### SOURCE INFORMATION ###
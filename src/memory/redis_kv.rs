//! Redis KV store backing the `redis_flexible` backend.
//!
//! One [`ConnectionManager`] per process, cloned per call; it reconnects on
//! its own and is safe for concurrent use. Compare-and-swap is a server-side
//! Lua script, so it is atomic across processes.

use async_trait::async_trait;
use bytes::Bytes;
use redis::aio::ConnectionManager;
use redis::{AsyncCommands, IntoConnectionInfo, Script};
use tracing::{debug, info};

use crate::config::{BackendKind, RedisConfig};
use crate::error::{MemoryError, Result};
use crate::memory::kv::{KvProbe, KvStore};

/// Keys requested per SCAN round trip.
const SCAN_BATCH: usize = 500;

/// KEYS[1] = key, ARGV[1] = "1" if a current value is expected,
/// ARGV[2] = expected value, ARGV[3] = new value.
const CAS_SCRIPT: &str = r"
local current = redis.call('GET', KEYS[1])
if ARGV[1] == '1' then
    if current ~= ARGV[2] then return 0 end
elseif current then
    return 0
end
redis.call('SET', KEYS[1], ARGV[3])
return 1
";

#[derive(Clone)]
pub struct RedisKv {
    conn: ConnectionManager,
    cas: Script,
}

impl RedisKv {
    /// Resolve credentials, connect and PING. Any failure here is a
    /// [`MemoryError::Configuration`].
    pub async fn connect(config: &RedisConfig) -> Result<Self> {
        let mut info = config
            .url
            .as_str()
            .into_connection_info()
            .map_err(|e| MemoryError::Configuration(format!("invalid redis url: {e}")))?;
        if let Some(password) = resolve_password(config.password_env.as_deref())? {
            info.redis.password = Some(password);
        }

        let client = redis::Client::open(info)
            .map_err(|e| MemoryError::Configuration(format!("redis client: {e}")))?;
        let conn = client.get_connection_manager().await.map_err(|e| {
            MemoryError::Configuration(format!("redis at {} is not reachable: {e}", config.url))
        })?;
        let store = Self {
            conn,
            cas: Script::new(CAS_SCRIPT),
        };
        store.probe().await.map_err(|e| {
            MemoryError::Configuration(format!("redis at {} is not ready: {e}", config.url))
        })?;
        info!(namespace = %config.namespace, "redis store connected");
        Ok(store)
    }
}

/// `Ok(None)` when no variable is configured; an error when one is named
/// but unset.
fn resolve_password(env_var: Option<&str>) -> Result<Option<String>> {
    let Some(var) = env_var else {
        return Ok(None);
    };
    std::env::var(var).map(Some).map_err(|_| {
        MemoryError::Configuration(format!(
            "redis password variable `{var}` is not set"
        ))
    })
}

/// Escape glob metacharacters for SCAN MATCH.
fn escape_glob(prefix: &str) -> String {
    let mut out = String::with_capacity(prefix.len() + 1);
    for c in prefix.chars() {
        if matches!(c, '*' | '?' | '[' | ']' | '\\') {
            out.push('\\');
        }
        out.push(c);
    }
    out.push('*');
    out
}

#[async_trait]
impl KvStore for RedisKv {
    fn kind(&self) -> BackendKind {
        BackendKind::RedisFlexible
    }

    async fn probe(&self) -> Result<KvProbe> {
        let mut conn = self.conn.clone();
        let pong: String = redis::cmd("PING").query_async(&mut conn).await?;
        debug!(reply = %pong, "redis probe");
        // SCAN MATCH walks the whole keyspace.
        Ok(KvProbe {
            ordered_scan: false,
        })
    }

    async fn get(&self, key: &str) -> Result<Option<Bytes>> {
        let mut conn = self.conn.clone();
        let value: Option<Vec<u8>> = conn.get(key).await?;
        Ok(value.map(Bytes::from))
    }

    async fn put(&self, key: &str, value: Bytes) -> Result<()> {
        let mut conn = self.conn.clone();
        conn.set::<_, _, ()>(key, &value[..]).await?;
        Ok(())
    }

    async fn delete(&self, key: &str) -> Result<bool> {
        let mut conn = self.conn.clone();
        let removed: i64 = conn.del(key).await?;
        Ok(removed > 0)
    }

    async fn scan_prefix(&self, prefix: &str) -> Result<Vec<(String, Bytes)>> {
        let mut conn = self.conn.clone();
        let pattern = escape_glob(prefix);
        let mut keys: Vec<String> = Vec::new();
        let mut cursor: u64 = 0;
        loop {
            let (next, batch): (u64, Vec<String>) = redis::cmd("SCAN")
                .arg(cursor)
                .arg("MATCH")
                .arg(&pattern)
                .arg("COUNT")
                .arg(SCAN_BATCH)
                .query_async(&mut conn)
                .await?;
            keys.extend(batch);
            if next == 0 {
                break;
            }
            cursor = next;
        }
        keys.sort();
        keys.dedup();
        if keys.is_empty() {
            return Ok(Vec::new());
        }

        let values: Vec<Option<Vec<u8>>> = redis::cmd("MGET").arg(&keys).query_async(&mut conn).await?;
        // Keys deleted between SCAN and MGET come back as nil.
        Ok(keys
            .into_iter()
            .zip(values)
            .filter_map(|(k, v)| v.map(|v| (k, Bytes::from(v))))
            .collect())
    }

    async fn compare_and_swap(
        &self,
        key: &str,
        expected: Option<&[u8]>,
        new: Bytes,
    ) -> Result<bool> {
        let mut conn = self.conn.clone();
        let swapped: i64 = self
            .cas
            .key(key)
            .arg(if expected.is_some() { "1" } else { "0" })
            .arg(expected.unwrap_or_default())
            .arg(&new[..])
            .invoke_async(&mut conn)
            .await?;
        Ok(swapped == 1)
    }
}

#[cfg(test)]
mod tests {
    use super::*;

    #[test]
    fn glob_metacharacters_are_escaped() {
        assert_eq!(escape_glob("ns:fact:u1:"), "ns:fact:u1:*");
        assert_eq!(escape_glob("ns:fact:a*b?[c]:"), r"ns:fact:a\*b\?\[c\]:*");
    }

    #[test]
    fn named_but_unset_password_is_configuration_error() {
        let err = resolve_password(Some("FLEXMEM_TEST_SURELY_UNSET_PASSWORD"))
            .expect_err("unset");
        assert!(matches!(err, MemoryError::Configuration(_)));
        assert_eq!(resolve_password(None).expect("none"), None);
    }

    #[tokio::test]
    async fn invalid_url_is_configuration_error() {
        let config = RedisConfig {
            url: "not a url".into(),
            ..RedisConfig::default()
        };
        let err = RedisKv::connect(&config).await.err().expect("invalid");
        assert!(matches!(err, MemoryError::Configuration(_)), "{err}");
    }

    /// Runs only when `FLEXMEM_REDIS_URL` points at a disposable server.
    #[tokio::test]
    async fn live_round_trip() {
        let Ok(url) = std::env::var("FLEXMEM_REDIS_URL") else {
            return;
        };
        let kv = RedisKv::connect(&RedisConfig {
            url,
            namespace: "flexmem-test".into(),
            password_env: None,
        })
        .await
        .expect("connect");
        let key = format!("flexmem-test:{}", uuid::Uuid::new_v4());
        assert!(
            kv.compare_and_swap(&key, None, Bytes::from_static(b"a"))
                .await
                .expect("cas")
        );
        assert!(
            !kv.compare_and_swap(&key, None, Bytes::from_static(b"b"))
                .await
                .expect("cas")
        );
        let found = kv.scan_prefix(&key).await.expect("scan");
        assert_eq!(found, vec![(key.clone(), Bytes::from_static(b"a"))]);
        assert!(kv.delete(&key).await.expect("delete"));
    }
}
###
TASK GOAL => Copy the material above back out, exactly as written.

COMPLETED TASK =>
filename src/memory/redis_kv.rs
//! Redis KV store backing the `redis_flexible` backend.
//!
//! One [`ConnectionManager`] per process, cloned per call; it reconnects on
//! its own and is safe for concurrent use. Compare-and-swap is a server-side
//! Lua script, so it is atomic across processes.

use async_trait::async_trait;
use bytes::Bytes;
use redis::aio::ConnectionManager;
use redis::{AsyncCommands, IntoConnectionInfo, Script};
use tracing::{debug, info};

use crate::config::{BackendKind, RedisConfig};
use crate::error::{MemoryError, Result};
use crate::memory::kv::{KvProbe, KvStore};

/// Keys requested per SCAN round trip.
const SCAN_BATCH: usize = 500;

/// KEYS[1] = key, ARGV[1] = "1" if a current value is expected,
/// ARGV[2] = expected value, ARGV[3] = new value.
const CAS_SCRIPT: &str = r"
local current = redis.call('GET', KEYS[1])
if ARGV[1] == '1' then
    if current ~= ARGV[2] then return 0 end
elseif current then
    return 0
end
redis.call('SET', KEYS[1], ARGV[3])
return 1
";

#[derive(Clone)]
pub struct RedisKv {
    conn: ConnectionManager,
    cas: Script,
}

impl RedisKv {
    /// Resolve credentials, connect and PING. Any failure here is a
    /// [`MemoryError::Configuration`].
    pub async fn connect(config: &RedisConfig) -> Result<Self> {
        let mut info = config
            .url
            .as_str()
            .into_connection_info()
            .map_err(|e| MemoryError::Configuration(format!("invalid redis url: {e}")))?;
        if let Some(password) = resolve_password(config.password_env.as_deref())? {
            info.redis.password = Some(password);
        }

        let client = redis::Client::open(info)
            .map_err(|e| MemoryError::Configuration(format!("redis client: {e}")))?;
        let conn = client.get_connection_manager().await.map_err(|e| {
            MemoryError::Configuration(format!("redis at {} is not reachable: {e}", config.url))
        })?;
        let store = Self {
            conn,
            cas: Script::new(CAS_SCRIPT),
        };
        store.probe().await.map_err(|e| {
            MemoryError::Configuration(format!("redis at {} is not ready: {e}", config.url))
        })?;
        info!(namespace = %config.namespace, "redis store connected");
        Ok(store)
    }
}

/// `Ok(None)` when no variable is configured; an error when one is named
/// but unset.
fn resolve_password(env_var: Option<&str>) -> Result<Option<String>> {
    let Some(var) = env_var else {
        return Ok(None);
    };
    std::env::var(var).map(Some).map_err(|_| {
        MemoryError::Configuration(format!(
            "redis password variable `{var}` is not set"
        ))
    })
}

/// Escape glob metacharacters for SCAN MATCH.
fn escape_glob(prefix: &str) -> String {
    let mut out = String::with_capacity(prefix.len() + 1);
    for c in prefix.chars() {
        if matches!(c, '*' | '?' | '[' | ']' | '\\') {
            out.push('\\');
        }
        out.push(c);
    }
    out.push('*');
    out
}

#[async_trait]
impl KvStore for RedisKv {
    fn kind(&self) -> BackendKind {
        BackendKind::RedisFlexible
    }

    async fn probe(&self) -> Result<KvProbe> {
        let mut conn = self.conn.clone();
        let pong: String = redis::cmd("PING").query_async(&mut conn).await?;
        debug!(reply = %pong, "redis probe");
        // SCAN MATCH walks the whole keyspace.
        Ok(KvProbe {
            ordered_scan: false,
        })
    }

    async fn get(&self, key: &str) -> Result<Option<Bytes>> {
        let mut conn = self.conn.clone();
        let value: Option<Vec<u8>> = conn.get(key).await?;
        Ok(value.map(Bytes::from))
    }

    async fn put(&self, key: &str, value: Bytes) -> Result<()> {
        let mut conn = self.conn.clone();
        conn.set::<_, _, ()>(key, &value[..]).await?;
        Ok(())
    }

    async fn delete(&self, key: &str) -> Result<bool> {
        let mut conn = self.conn.clone();
        let removed: i64 = conn.del(key).await?;
        Ok(removed > 0)
    }

    async fn scan_prefix(&self, prefix: &str) -> Result<Vec<(String, Bytes)>> {
        let mut conn = self.conn.clone();
        let pattern = escape_glob(prefix);
        let mut keys: Vec<String> = Vec::new();
        let mut cursor: u64 = 0;
        loop {
            let (next, batch): (u64, Vec<String>) = redis::cmd("SCAN")
                .arg(cursor)
                .arg("MATCH")
                .arg(&pattern)
                .arg("COUNT")
                .arg(SCAN_BATCH)
                .query_async(&mut conn)
                .await?;
            keys.extend(batch);
            if next == 0 {
                break;
            }
            cursor = next;
        }
        keys.sort();
        keys.dedup();
        if keys.is_empty() {
            return Ok(Vec::new());
        }

        let values: Vec<Option<Vec<u8>>> = redis::cmd("MGET").arg(&keys).query_async(&mut conn).await?;
        // Keys deleted between SCAN and MGET come back as nil.
        Ok(keys
            .into_iter()
            .zip(values)
            .filter_map(|(k, v)| v.map(|v| (k, Bytes::from(v))))
            .collect())
    }

    async fn compare_and_swap(
        &self,
        key: &str,
        expected: Option<&[u8]>,
        new: Bytes,
    ) -> Result<bool> {
        let mut conn = self.conn.clone();
        let swapped: i64 = self
            .cas
            .key(key)
            .arg(if expected.is_some() { "1" } else { "0" })
            .arg(expected.unwrap_or_default())
            .arg(&new[..])
            .invoke_async(&mut conn)
            .await?;
        Ok(swapped == 1)
    }
}

#[cfg(test)]
mod tests {
    use super::*;

    #[test]
    fn glob_metacharacters_are_escaped() {
        assert_eq!(escape_glob("ns:fact:u1:"), "ns:fact:u1:*");
        assert_eq!(escape_glob("ns:fact:a*b?[c]:"), r"ns:fact:a\*b\?\[c\]:*");
    }

    #[test]
    fn named_but_unset_password_is_configuration_error() {
        let err = resolve_password(Some("FLEXMEM_TEST_SURELY_UNSET_PASSWORD"))
            .expect_err("unset");
        assert!(matches!(err, MemoryError::Configuration(_)));
        assert_eq!(resolve_password(None).expect("none"), None);
    }

    #[tokio::test]
    async fn invalid_url_is_configuration_error() {
        let config = RedisConfig {
            url: "not a url".into(),
            ..RedisConfig::default()
        };
        let err = RedisKv::connect(&config).await.err().expect("invalid");
        assert!(matches!(err, MemoryError::Configuration(_)), "{err}");
    }

    /// Runs only when `FLEXMEM_REDIS_URL` points at a disposable server.
    #[tokio::test]
    async fn live_round_trip() {
        let Ok(url) = std::env::var("FLEXMEM_REDIS_URL") else {
            return;
        };
        let kv = RedisKv::connect(&RedisConfig {
            url,
            namespace: "flexmem-test".into(),
            password_env: None,
        })
        .await
        .expect("connect");
        let key = format!("flexmem-test:{}", uuid::Uuid::new_v4());
        assert!(
            kv.compare_and_swap(&key, None, Bytes::from_static(b"a"))
                .await
                .expect("cas")
        );
        assert!(
            !kv.compare_and_swap(&key, None, Bytes::from_static(b"b"))
                .await
                .expect("cas")
        );
        let found = kv.scan_prefix(&key).await.expect("scan");
        assert_eq!(found, vec![(key.clone(), Bytes::from_static(b"a"))]);
        assert!(kv.delete(&key).await.expect("delete"));
    }
}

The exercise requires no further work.